Dia de los Don Julios

Indecision is a disease.  Alexandra stared at the menu like all new vegetarian’s stare at menus.  The chief emotions of this process: fear, haste, anxiety, doubt.  She isn’t one though, like most human beings her body can’t process meat very well and she gets crippling stomach pains.

So, at Don Julios, a highly recommended Tex-Mex restaurants in a place where there are more Tex-Mex restaurants than, let’s say, blades of grass, humans, McDonalds, or some other comically universal item.  Alexandra searched, researched, and researched the menu.  What, at a Tex-Mex place, is not spicy, does not have beef, pork or chicken, or will generally not upset Alexandra’s stomach?  Answer: Fucking nothing, it’s a Mexican restaurant.

I pretty much yelled at her and insisted she either pick something or we would leave.  I wasn’t too happy about the prospect of 16 bucks for chili rellenos.  Whatever, she made a guilty decision and we stayed.

This is where I rant about food being more expensive than its origins.  It’s something distinctly American to overcharge for something.  I ordered the 15.95 Chili Rellenos, because that’s how much rice, beans, tortillas, two poblano peppers (egg battered and stuffed with cheese and then fried) is worth.  If that dish doesn’t net double the cost of materials, I’d be surprised.  There’s no way what was on my plate cost 16 dollars, let alone 8.  However, an expansive restaurant on a big lot, with lots of doo-dads, outside security, paintings elegantly framed, hand-painted murals (not shitty), decadent light fixtures, etc. etc. may have had an adverse affect on the price of my food.  The taste? Not orgasmic.  At least, it wasn’t orgasmic at the restaurant.  The second stuffed poblano, refrigerated overnight, after a hard workout the next day, cut like cheesecake and tasted like heaven.  Next time I order Chili Rellenos I’m going to ask if they can refrigerate it when they finish cooking it.  It’s like cold pizza covered in deep fried eggs.  Two things great foods cold the next day: pizza and fried chicken, fused into one delicious dish.

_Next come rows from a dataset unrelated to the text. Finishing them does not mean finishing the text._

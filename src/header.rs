// Copyright 2020-2023 The NATS Authors
// Licensed under the Apache License, Version 2.0 (the "License");
// you may not use this file except in compliance with the License.
// You may obtain a copy of the License at
//
// http://www.apache.org/licenses/LICENSE-2.0
//
// Unless required by applicable law or agreed to in writing, software
// distributed under the License is distributed on an "AS IS" BASIS,
// WITHOUT WARRANTIES OR CONDITIONS OF ANY KIND, either express or implied.
// See the License for the specific language governing permissions and
// limitations under the License.
//
//! NATS message headers.
//!
//! NATS headers are not HTTP headers, but share enough shape (case
//! sensitive name, multiple values) that we validate names with
//! [`http::HeaderName`] and store values as plain strings.

use std::collections::HashMap;
use std::fmt;
use std::str::FromStr;

use http::HeaderName;

/// Well-known publish-expectation and protocol header names, matching the
/// server's wire names bit for bit.
pub mod names {
    pub const NATS_MSG_ID: &str = "Nats-Msg-Id";
    pub const NATS_EXPECTED_STREAM: &str = "Nats-Expected-Stream";
    pub const NATS_EXPECTED_LAST_SEQUENCE: &str = "Nats-Expected-Last-Sequence";
    pub const NATS_EXPECTED_LAST_MSG_ID: &str = "Nats-Expected-Last-Msg-Id";
    pub const NATS_EXPECTED_LAST_SUBJECT_SEQUENCE: &str = "Nats-Expected-Last-Subject-Sequence";
    pub const NATS_LAST_CONSUMER: &str = "Nats-Last-Consumer";
    pub const NATS_LAST_STREAM: &str = "Nats-Last-Stream";
    pub const NATS_CONSUMER_STALLED: &str = "Nats-Consumer-Stalled";
    pub const NATS_SUBJECT: &str = "Nats-Subject";
    pub const NATS_SEQUENCE: &str = "Nats-Sequence";
    pub const NATS_TIME_STAMP: &str = "Nats-Time-Stamp";
    pub const NATS_STREAM: &str = "Nats-Stream";
}

/// A multimap of header name to one or more string values, plus the status
/// line a headers-only protocol frame carries.
#[derive(Debug, Clone, Default)]
pub struct HeaderMap {
    status: Option<StatusLine>,
    inner: HashMap<HeaderName, Vec<String>>,
}

/// The numeric status and description NATS puts on headers-only frames
/// (flow control, heartbeats, and 404/408/409/503 error replies).
#[derive(Debug, Clone, PartialEq, Eq)]
pub struct StatusLine {
    pub code: u16,
    pub description: String,
}

impl HeaderMap {
    pub fn new() -> Self {
        Self::default()
    }

    pub fn with_status(code: u16, description: impl Into<String>) -> Self {
        Self {
            status: Some(StatusLine {
                code,
                description: description.into(),
            }),
            inner: HashMap::new(),
        }
    }

    pub fn status(&self) -> Option<&StatusLine> {
        self.status.as_ref()
    }

    pub fn insert(&mut self, name: &str, value: impl Into<String>) {
        let name = HeaderName::from_str(name).expect("valid header name");
        self.inner.entry(name).or_default().push(value.into());
    }

    pub fn get(&self, name: &str) -> Option<&str> {
        let name = HeaderName::from_str(name).ok()?;
        self.inner
            .get(&name)
            .and_then(|values| values.first())
            .map(String::as_str)
    }

    pub fn is_empty(&self) -> bool {
        self.status.is_none() && self.inner.is_empty()
    }

    pub fn iter(&self) -> impl Iterator<Item = (&HeaderName, &Vec<String>)> {
        self.inner.iter()
    }
}

impl fmt::Display for StatusLine {
    fn fmt(&self, f: &mut fmt::Formatter<'_>) -> fmt::Result {
        write!(f, "{} {}", self.code, self.description)
    }
}
// Copyright 2020-2023 The NATS Authors
// Licensed under the Apache License, Version 2.0 (the "License");
// you may not use this file except in compliance with the License.
// You may obtain a copy of the License at
//
// http://www.apache.org/licenses/LICENSE-2.0
//
// Unless required by applicable law or agreed to in writing, software
// distributed under the License is distributed on an "AS IS" BASIS,
// WITHOUT WARRANTIES OR CONDITIONS OF ANY KIND, either express or implied.
// See the License for the specific language governing permissions and
// limitations under the License.
//
//! The boundary between this crate and the underlying messaging transport.
//!
//! Subject-based publish/subscribe, request/reply, inbox allocation,
//! connection lifecycle, and header codec are all reached exclusively
//! through [`Transport`]. A real client wires this to its connection; tests
//! wire it to [`crate::mock::MockTransport`].

use std::time::Duration;

use async_trait::async_trait;
use bytes::Bytes;

use crate::header::HeaderMap;
use crate::Error;

/// A single message observed on a subject, either pushed by the server or
/// received as the reply to a request.
#[derive(Debug, Clone)]
pub struct TransportMessage {
    pub subject: String,
    pub reply: Option<String>,
    pub headers: Option<HeaderMap>,
    pub payload: Bytes,
}

/// Server-side feature flags the client needs to gate behavior on: a pull
/// request's `max_bytes` requires server support.
#[derive(Debug, Clone, Copy, PartialEq, Eq, Hash)]
pub enum Feature {
    PullMaxBytes,
    MultiSubjectFilter,
}

/// A live subscription on one subject, as handed back by
/// [`Transport::subscribe`].
#[async_trait]
pub trait RawSubscription: Send + Sync {
    /// Pulls the next message, or `None` once the subscription has ended
    /// (unsubscribed, `max` reached, or the connection dropped it).
    async fn next(&mut self) -> Option<TransportMessage>;

    /// Stops delivering new messages but lets buffered ones drain.
    async fn drain(&mut self) -> Result<(), Error>;

    /// Stops delivery immediately.
    async fn unsubscribe(&mut self) -> Result<(), Error>;

    /// Rebinds this subscription to listen on a different subject, used by
    /// ordered-consumer recreate instead of tearing down and re-subscribing,
    /// so in-flight frames on the old inbox are dropped atomically with the
    /// switch.
    async fn rebind(&mut self, new_subject: &str) -> Result<(), Error>;
}

/// The messaging transport this crate's delivery core is layered on top of.
#[async_trait]
pub trait Transport: Send + Sync {
    /// Sends `payload` to `subject` and awaits a single reply, or times out.
    async fn request(
        &self,
        subject: &str,
        payload: Bytes,
        headers: Option<HeaderMap>,
        timeout: Duration,
    ) -> Result<TransportMessage, Error>;

    /// Publishes `payload` to `subject`, optionally with a reply-to and
    /// headers. Does not wait for any acknowledgement at the transport level.
    async fn publish(
        &self,
        subject: &str,
        payload: Bytes,
        reply: Option<String>,
        headers: Option<HeaderMap>,
    ) -> Result<(), Error>;

    /// Subscribes to `subject`, optionally as part of a queue group, and
    /// optionally auto-unsubscribing after `max` messages.
    async fn subscribe(
        &self,
        subject: &str,
        queue: Option<String>,
        max: Option<u64>,
    ) -> Result<Box<dyn RawSubscription>, Error>;

    /// Allocates a fresh, unique inbox subject under `prefix` (or the
    /// transport's default inbox prefix if `prefix` is empty).
    fn new_inbox(&self, prefix: &str) -> String;

    /// Reports whether the connected server advertises `feature`.
    fn supports_feature(&self, feature: Feature) -> bool;
}
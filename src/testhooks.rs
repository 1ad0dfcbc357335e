// Copyright 2020-2023 The NATS Authors
// Licensed under the Apache License, Version 2.0 (the "License");
// you may not use this file except in compliance with the License.
// You may obtain a copy of the License at
//
// http://www.apache.org/licenses/LICENSE-2.0
//
// Unless required by applicable law or agreed to in writing, software
// distributed under the License is distributed on an "AS IS" BASIS,
// WITHOUT WARRANTIES OR CONDITIONS OF ANY KIND, either express or implied.
// See the License for the specific language governing permissions and
// limitations under the License.
//
//! Internal test hooks: testability seams, exposed as an internal feature
//! registry rather than magic option keys.
//!
//! Nothing in the public API reads these except [`crate::error::ClassifyContext`]
//! and the pull-subscription's request builder; applications never need to
//! touch this module directly, which is why it carries no `Default` impl
//! fields beyond what `#[derive(Default)]` already gives it.

use std::sync::atomic::{AtomicBool, Ordering};
use std::sync::Arc;
use std::time::Duration;

/// A shared registry of test-only knobs, cloned onto every [`crate::context::Context`]
/// and [`crate::jetstream_subscription::JetStreamSubscription`] so the
/// `MaxWaitingExceeded` scenario is reproducible without timing races.
#[derive(Clone, Default)]
pub struct TestHooks {
    inner: Arc<Inner>,
}

#[derive(Default)]
struct Inner {
    max_waiting_to_fail: AtomicBool,
    delay_heartbeat: std::sync::Mutex<Option<Duration>>,
}

impl TestHooks {
    pub fn new() -> Self {
        Self::default()
    }

    /// Makes a 409 `Exceeded MaxWaiting` classify as terminal instead of
    /// transient.
    pub fn set_max_waiting_to_fail(&self, fail: bool) {
        self.inner.max_waiting_to_fail.store(fail, Ordering::SeqCst);
    }

    pub fn max_waiting_is_terminal(&self) -> bool {
        self.inner.max_waiting_to_fail.load(Ordering::SeqCst)
    }

    /// Artificially delays the next heartbeat by `delay`, used to deliberately
    /// trip the idle-heartbeat monitor in tests.
    pub fn delay_heartbeat(&self, delay: Option<Duration>) {
        *self.inner.delay_heartbeat.lock().unwrap() = delay;
    }

    pub fn heartbeat_delay(&self) -> Option<Duration> {
        *self.inner.delay_heartbeat.lock().unwrap()
    }
}

#[cfg(test)]
mod tests {
    use super::*;

    #[test]
    fn max_waiting_flag_round_trips() {
        let hooks = TestHooks::new();
        assert!(!hooks.max_waiting_is_terminal());
        hooks.set_max_waiting_to_fail(true);
        assert!(hooks.max_waiting_is_terminal());
    }

    #[test]
    fn heartbeat_delay_round_trips() {
        let hooks = TestHooks::new();
        assert_eq!(hooks.heartbeat_delay(), None);
        hooks.delay_heartbeat(Some(Duration::from_millis(5)));
        assert_eq!(hooks.heartbeat_delay(), Some(Duration::from_millis(5)));
    }
}
// Copyright 2020-2023 The NATS Authors
// Licensed under the Apache License, Version 2.0 (the "License");
// you may not use this file except in compliance with the License.
// You may obtain a copy of the License at
//
// http://www.apache.org/licenses/LICENSE-2.0
//
// Unless required by applicable law or agreed to in writing, software
// distributed under the License is distributed on an "AS IS" BASIS,
// WITHOUT WARRANTIES OR CONDITIONS OF ANY KIND, either express or implied.
// See the License for the specific language governing permissions and
// limitations under the License.
//
//! A periodic idle-heartbeat liveness detector.
//!
//! One [`HeartbeatMonitor`] is owned per subscription. [`HeartbeatMonitor::work`]
//! is called on every frame the subscription receives and must stay cheap,
//! since it's on the ingress hot path. The timer task runs independently and
//! calls back into the miss handler when the subscription has gone quiet for
//! `max_out` consecutive intervals.

use std::sync::atomic::{AtomicU32, Ordering};
use std::sync::{Arc, Mutex};
use std::time::Duration;

use tokio::sync::Notify;
use tokio::task::JoinHandle;
use tokio::time::Instant;

/// Default number of consecutive missed intervals before the miss handler
/// fires.
pub const DEFAULT_MAX_OUT: u32 = 2;

struct Config {
    interval: Duration,
    max_out: u32,
    deadline: Option<Instant>,
}

/// Liveness detector: resets on [`HeartbeatMonitor::work`], fires its miss
/// handler after `max_out` consecutive ticks with no reset.
pub struct HeartbeatMonitor {
    missed: Arc<AtomicU32>,
    config: Arc<Mutex<Config>>,
    reconfigured: Arc<Notify>,
    cancelled: Arc<Notify>,
    task: Option<JoinHandle<()>>,
}

impl HeartbeatMonitor {
    /// Starts a new monitor. `on_miss` is called with the current miss count
    /// once it reaches `max_out`; returning `false` stops the monitor. If
    /// `cancel_after` is set, the monitor stops unconditionally once that
    /// much time has elapsed, regardless of `on_miss`'s answer.
    pub fn new<F>(
        interval: Duration,
        max_out: u32,
        cancel_after: Option<Duration>,
        mut on_miss: F,
    ) -> Self
    where
        F: FnMut(u32) -> bool + Send + 'static,
    {
        let missed = Arc::new(AtomicU32::new(0));
        let config = Arc::new(Mutex::new(Config {
            interval,
            max_out,
            deadline: cancel_after.map(|d| Instant::now() + d),
        }));
        let reconfigured = Arc::new(Notify::new());
        let cancelled = Arc::new(Notify::new());

        let missed_task = missed.clone();
        let config_task = config.clone();
        let reconfigured_task = reconfigured.clone();
        let cancelled_task = cancelled.clone();

        let task = tokio::spawn(async move {
            loop {
                let (interval, max_out, deadline) = {
                    let cfg = config_task.lock().unwrap();
                    (cfg.interval, cfg.max_out, cfg.deadline)
                };
                tokio::select! {
                    _ = tokio::time::sleep(interval) => {
                        let count = missed_task.fetch_add(1, Ordering::SeqCst) + 1;
                        if count >= max_out {
                            tracing::debug!(count, max_out, "idle heartbeat monitor missed beats");
                            if !on_miss(count) {
                                break;
                            }
                        }
                    }
                    _ = reconfigured_task.notified() => {
                        continue;
                    }
                    _ = cancelled_task.notified() => {
                        break;
                    }
                    _ = wait_deadline(deadline) => {
                        tracing::debug!("idle heartbeat monitor auto-cancelled");
                        break;
                    }
                }
            }
        });

        Self {
            missed,
            config,
            reconfigured,
            cancelled,
            task: Some(task),
        }
    }

    /// Resets the miss counter. Called for every frame observed on the
    /// subscription, including heartbeats and ordinary data.
    pub fn work(&self) {
        self.missed.store(0, Ordering::SeqCst);
    }

    /// Atomically reconfigures the interval and `cancel_after` deadline
    /// (the deadline, if set, is measured from this call).
    pub fn change(&self, interval: Duration, cancel_after: Option<Duration>) {
        {
            let mut cfg = self.config.lock().unwrap();
            cfg.interval = interval;
            cfg.deadline = cancel_after.map(|d| Instant::now() + d);
        }
        self.missed.store(0, Ordering::SeqCst);
        self.reconfigured.notify_one();
    }

    /// Stops the monitor. Idempotent.
    pub fn cancel(&self) {
        self.cancelled.notify_one();
    }
}

async fn wait_deadline(deadline: Option<Instant>) {
    match deadline {
        Some(instant) => tokio::time::sleep_until(instant).await,
        None => std::future::pending::<()>().await,
    }
}

impl Drop for HeartbeatMonitor {
    fn drop(&mut self) {
        self.cancelled.notify_one();
        if let Some(task) = self.task.take() {
            task.abort();
        }
    }
}

#[cfg(test)]
mod tests {
    use super::*;
    use std::sync::atomic::AtomicUsize;

    #[tokio::test(start_paused = true)]
    async fn fires_after_max_out_missed_intervals() {
        let calls = Arc::new(AtomicUsize::new(0));
        let calls_cb = calls.clone();
        let monitor = HeartbeatMonitor::new(Duration::from_millis(10), 2, None, move |count| {
            calls_cb.fetch_add(1, Ordering::SeqCst);
            assert_eq!(count, 2);
            true
        });

        tokio::time::advance(Duration::from_millis(25)).await;
        tokio::task::yield_now().await;
        assert_eq!(calls.load(Ordering::SeqCst), 1);
        monitor.cancel();
    }

    #[tokio::test(start_paused = true)]
    async fn work_resets_the_counter() {
        let calls = Arc::new(AtomicUsize::new(0));
        let calls_cb = calls.clone();
        let monitor = HeartbeatMonitor::new(Duration::from_millis(10), 2, None, move |_| {
            calls_cb.fetch_add(1, Ordering::SeqCst);
            true
        });

        tokio::time::advance(Duration::from_millis(10)).await;
        tokio::task::yield_now().await;
        monitor.work();
        tokio::time::advance(Duration::from_millis(10)).await;
        tokio::task::yield_now().await;
        assert_eq!(calls.load(Ordering::SeqCst), 0);
        monitor.cancel();
    }

    #[tokio::test(start_paused = true)]
    async fn cancel_after_stops_regardless_of_handler() {
        let calls = Arc::new(AtomicUsize::new(0));
        let calls_cb = calls.clone();
        let _monitor = HeartbeatMonitor::new(
            Duration::from_millis(5),
            100,
            Some(Duration::from_millis(12)),
            move |_| {
                calls_cb.fetch_add(1, Ordering::SeqCst);
                true
            },
        );

        tokio::time::advance(Duration::from_millis(50)).await;
        tokio::task::yield_now().await;
        // max_out of 100 is never reached before cancel_after fires.
        assert_eq!(calls.load(Ordering::SeqCst), 0);
    }
}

But, it’s poor people food.  Take something cheap and tasteless and make it palatable.  Rice, beans, vegetables, poor cuts of meat, etc.  I have been ranting about this since I got here and saw some of the menus for places like PF Changs (yeah, I’ve never eaten at one and only recently saw their prices), all these Tex-Mex outfits, and some fancier Asian restaurants.  And let’s not forget about $20 for a pizza.  Fuck that.  The history of that food does not include becoming wealthy selling hard-to-find cuisine.  Now high-end Italian, Steakhouses, French cuisine; we’re talking serious cooking skill, high-quality and expertly sourced meats and exotic vegetables.  In summation, there is nothing about rice, beans, peppers and deep frying that is expensive, nor should it ever be.  A monkey can work a deep-fryer, I’ve seen it done.

For desert, we got this complimentary thing called Sopadillas.  I’m pretty sure that means soup sandwich.  Whatever, they were basically donut holes covered in powdered sugar, served with honey.  The end result: a tasteless dish that nevertheless rushes into your monkey brain and flips switches and smashes buttons corresponding to high sugar and high fat foods.  If you’re aware that sometimes your brain will tell you something is good because of the presence of fat, protein, sugar, salt, then you can see through the ruse and taste, essentially, a piece of bread covered in lard and honey.  T’was good honey though.